Entrepreneuriat féminin : à Douala, le SAIF 2026 transforme les rêves de tiroir en projets bancables

Panels sur le financement, prix de l’excellence féminine, demi-finale de Miss mum Cameroon 2026 : la septième édition du Salon africain de l'investissement féminin (SAIF 2026) sous la marraine l'Honorable Nourane Fotsing, a transformé ce samedi 07 mars en journée de combat pour la femme camerounaise. Et ce n’est pas fini. Le 08 mars, pendant que d’autres célébreront, avec leurs morceaux d'étoffe, Mélissa Kouya et Invest with mum in Africa réuniront les femmes qui entreprennent autour du Dîner des Reines du Business — parce que cette année, mars n’est pas un mois de fleurs, mais de décisions.

Sur l’esplanade réservée aux exposantes, l’enthousiasme était palpable. Les stands affichaient complet, les visiteurs se succédaient, et les chiffres d’affaires se faisaient. La présence remarquée de la Miss Cameroun 2023, Princesse Ndoum Issie a ajouté à l’éclat de la journée, témoignant de l’attractivité croissante que le SAIF exerce bien au-delà du seul cercle entrepreneurial. Bien au-delà, l’ambition affichée reste de lever les verrous du financement des projets portés par les femmes principalement.

Le panel central de cette édition a attaqué frontalement le thème qui fâche : “Comment lever les barrières financières qui freinent les femmes dans leurs projets entrepreneuriaux ?”. Dieudonné Mbeng, analyste de crédit, auteur et consultant, y a apporté une clarté désarmante. « Beaucoup d’entrepreneurs, lorsqu’ils viennent voir le banquier, la première chose qu’ils disent souvent, c’est qu’ils ont leur entreprise dans la tête. Par contre, le banquier demande des documents assez importants qui permettent à ce dernier d’analyser votre capacité à remboursement. Parce que c’est sur cette base-là qu’il vous accompagne, pas sur la base de la garantie », a-t-il expliqué, avant de trancher net : « Les banques financent, mais elles ont besoin de projets qui sont palpables, concrets. Et la banque, comme j’aime aussi le dire, ce n’est pas une ONG », claque M. Mbeng.

Mélissa Kouya, elle, a prolongé cette pédagogie avec l’annonce de Kouya Éco Caisse, un outil digital d’épargne quotidienne pensé pour les femmes qui n’ont pas accès aux produits bancaires classiques. « Si aujourd’hui les 50 francs, 100 francs que nous utilisons souvent pour acheter des bonbons devenaient aujourd’hui une stratégie pouvant nous élever demain à travers nos business », a-t-elle lancé, résumant en une phrase toute la philosophie du projet.
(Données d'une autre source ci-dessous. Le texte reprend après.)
//! Location storage backend trait and error types.
//!
//! This module defines the `LocationStore` trait implemented by the SQLite
//! store, plus the record type shared by every layer above it.

use fourcast_weather::Coordinate;
use serde::Serialize;
use thiserror::Error;

/// Store-assigned record identity
pub type LocationId = i64;

/// A saved location.
///
/// The coordinate is fixed at insertion; moving a location means inserting
/// a new record and deleting the old one.
#[derive(Debug, Clone, PartialEq, Serialize)]
pub struct LocationRecord {
    pub id: LocationId,
    pub city_name: String,
    pub latitude: f64,
    pub longitude: f64,
}

impl LocationRecord {
    pub fn coordinate(&self) -> Coordinate {
        Coordinate::new(self.latitude, self.longitude)
    }
}

/// Errors that can occur during location store operations.
#[derive(Debug, Clone, Error)]
pub enum StoreError {
    /// Backing medium could not be opened or the schema could not be created.
    #[error("Storage unavailable: {0}")]
    Unavailable(String),

    #[error("Storage read failed: {0}")]
    Read(String),

    #[error("Storage write failed: {0}")]
    Write(String),
}

impl StoreError {
    pub fn unavailable(message: impl Into<String>) -> Self {
        Self::Unavailable(message.into())
    }

    pub fn read(message: impl Into<String>) -> Self {
        Self::Read(message.into())
    }

    pub fn write(message: impl Into<String>) -> Self {
        Self::Write(message.into())
    }
}

/// Result type for location store operations.
pub type StoreResult<T> = Result<T, StoreError>;

/// Trait for durable location storage.
///
/// The store knows nothing about the capacity limit; `insert` is
/// unconditional at this layer.
///
/// Note: Implementations don't need to be Sync - the LocationTable wrapper
/// handles thread-safe access via Mutex.
pub trait LocationStore: Send {
    /// Ensure the schema exists. Safe to call on every start.
    ///
    /// # Errors
    /// Returns `StoreError::Unavailable` if the schema cannot be created.
    fn initialize(&self) -> StoreResult<()>;

    /// Append a record and return its newly assigned id.
    ///
    /// # Errors
    /// Returns `StoreError::Write` on medium failure.
    fn insert(&self, city_name: &str, latitude: f64, longitude: f64) -> StoreResult<LocationId>;

    /// All records in insertion order.
    ///
    /// # Errors
    /// Returns `StoreError::Read` on medium failure.
    fn list_all(&self) -> StoreResult<Vec<LocationRecord>>;

    /// Remove a record. Deleting an unknown id is a no-op.
    ///
    /// # Errors
    /// Returns `StoreError::Write` on medium failure.
    fn delete_by_id(&self, id: LocationId) -> StoreResult<()>;

    /// Number of stored records.
    fn count(&self) -> StoreResult<usize> {
        Ok(self.list_all()?.len())
    }
}

#[cfg(test)]
mod tests {
    use super::*;

    #[test]
    fn test_record_coordinate() {
        let record = LocationRecord {
            id: 1,
            city_name: "Tokyo".to_string(),
            latitude: 35.6,
            longitude: 139.6,
        };
        assert_eq!(record.coordinate(), Coordinate::new(35.6, 139.6));
    }

    #[test]
    fn test_error_constructors() {
        assert!(matches!(StoreError::read("x"), StoreError::Read(_)));
        assert!(matches!(StoreError::write("x"), StoreError::Write(_)));
        assert!(StoreError::unavailable("locked").to_string().contains("locked"));
    }
}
La journée a également consacré le Prix de l’excellence féminine Mélissa Kouya, avec 13 finalistes issues de la cosmétique, du textile, de l’agroalimentaire, du social, de la technologie, en lice pour remporter un million de francs CFA. Le Prix d’icône de l’investissement féminin a, quant à lui, été remis à Yolande Bodiong, promotrice et femme de média, visiblement touchée par la distinction. « Vous savez, vous pouvez poser des actions, vous pouvez mener des actions la plupart du temps, mais pas forcément ressentir tout de suite que ça a un impact. Et là, de me retrouver là et d’avoir cette belle surprise, je dis merci, mais c’est également une grosse responsabilité », a-t-elle confié, avant d’appeler à ce que le mois de mars soit celui « où l’on réfléchit à comment sortir véritablement de cet enfer qui fait en sorte que la femme africaine continue d’être considérée comme celle qui n’est pas capable. »
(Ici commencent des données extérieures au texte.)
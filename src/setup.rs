//! Builds the runtime pieces from the loaded configuration.

use std::sync::Arc;
use std::time::Duration;

use anyhow::{Context, Result};
use fourcast_core::{Config, LocationConfig, WeatherConfig};
use fourcast_services::{LocationSyncService, LocationTable, RefreshStrategy, SyncOptions};
use fourcast_weather::{
    Coordinate, DeniedLocator, DeviceLocator, FixedLocator, LookupOptions, OpenMeteoClient,
    TemperatureUnit,
};

pub fn lookup_options(weather: &WeatherConfig) -> LookupOptions {
    LookupOptions {
        geocoding_url: weather.geocoding_url.clone(),
        forecast_url: weather.forecast_url.clone(),
        request_timeout: Duration::from_secs(weather.request_timeout_secs),
        unit: match weather.temperature_unit {
            fourcast_core::TemperatureUnit::Celsius => TemperatureUnit::Celsius,
            fourcast_core::TemperatureUnit::Fahrenheit => TemperatureUnit::Fahrenheit,
        },
    }
}

pub fn sync_options(weather: &WeatherConfig) -> SyncOptions {
    SyncOptions {
        capacity: weather.max_locations,
        lookup_timeout: Duration::from_secs(weather.request_timeout_secs),
        refresh_strategy: match weather.refresh_strategy {
            fourcast_core::RefreshStrategy::ResolveByName => RefreshStrategy::ResolveByName,
            fourcast_core::RefreshStrategy::StoredCoordinate => RefreshStrategy::StoredCoordinate,
        },
    }
}

/// Device locator for the `here` command. Without a granted permission and a
/// configured position the user is treated as having declined.
pub fn locator(location: &LocationConfig) -> Box<dyn DeviceLocator> {
    match location.coordinate() {
        Some((latitude, longitude)) if location.permission_granted => {
            Box::new(FixedLocator::new(Coordinate::new(latitude, longitude)))
        }
        _ => Box::new(DeniedLocator),
    }
}

/// Open the store and wire up the sync service.
pub async fn build_service(config: &Config) -> Result<LocationSyncService> {
    let client = OpenMeteoClient::new(lookup_options(&config.weather))
        .context("Failed to create weather client")?;

    let table = LocationTable::open_sqlite(&config.storage.database_path)
        .await
        .with_context(|| {
            format!(
                "Failed to open location store at {}",
                config.storage.database_path.display()
            )
        })?;

    let service = LocationSyncService::new(table, Arc::new(client), sync_options(&config.weather));
    service
        .initialize()
        .await
        .context("Failed to initialize location store")?;
    Ok(service)
}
Le 08 mars, place au Dîner des Reines du Business

Le lendemain de ce SAIF ne sera pas un jour de repos. Le 08 mars, Journée internationale des droits des femmes, Invest with mum in Africa et Mélissa Kouya organisent dans un lieu privé de Douala un événement d’un autre genre : Le Dîner des Reines du Business. Loin des célébrations convenues, ce dîner exclusif est pensé comme un espace stratégique — des échanges profonds, des rencontres à forte valeur ajoutée, des opportunités réelles de collaboration entre femmes dirigeantes, influentes et audacieuses. Quelques tickets restent disponibles sur votafrica.com.

« L’investissement dans les femmes ne doit pas rester dans les discours », avait averti Mélissa Kouya en ouverture du SAIF 2026. Le message, cette année, semble avoir été entendu. Une ambition née en 2018, qui, édition après édition, façonne un écosystème où la femme camerounaise cesse d’attendre pour prendre sa place dans l’économie.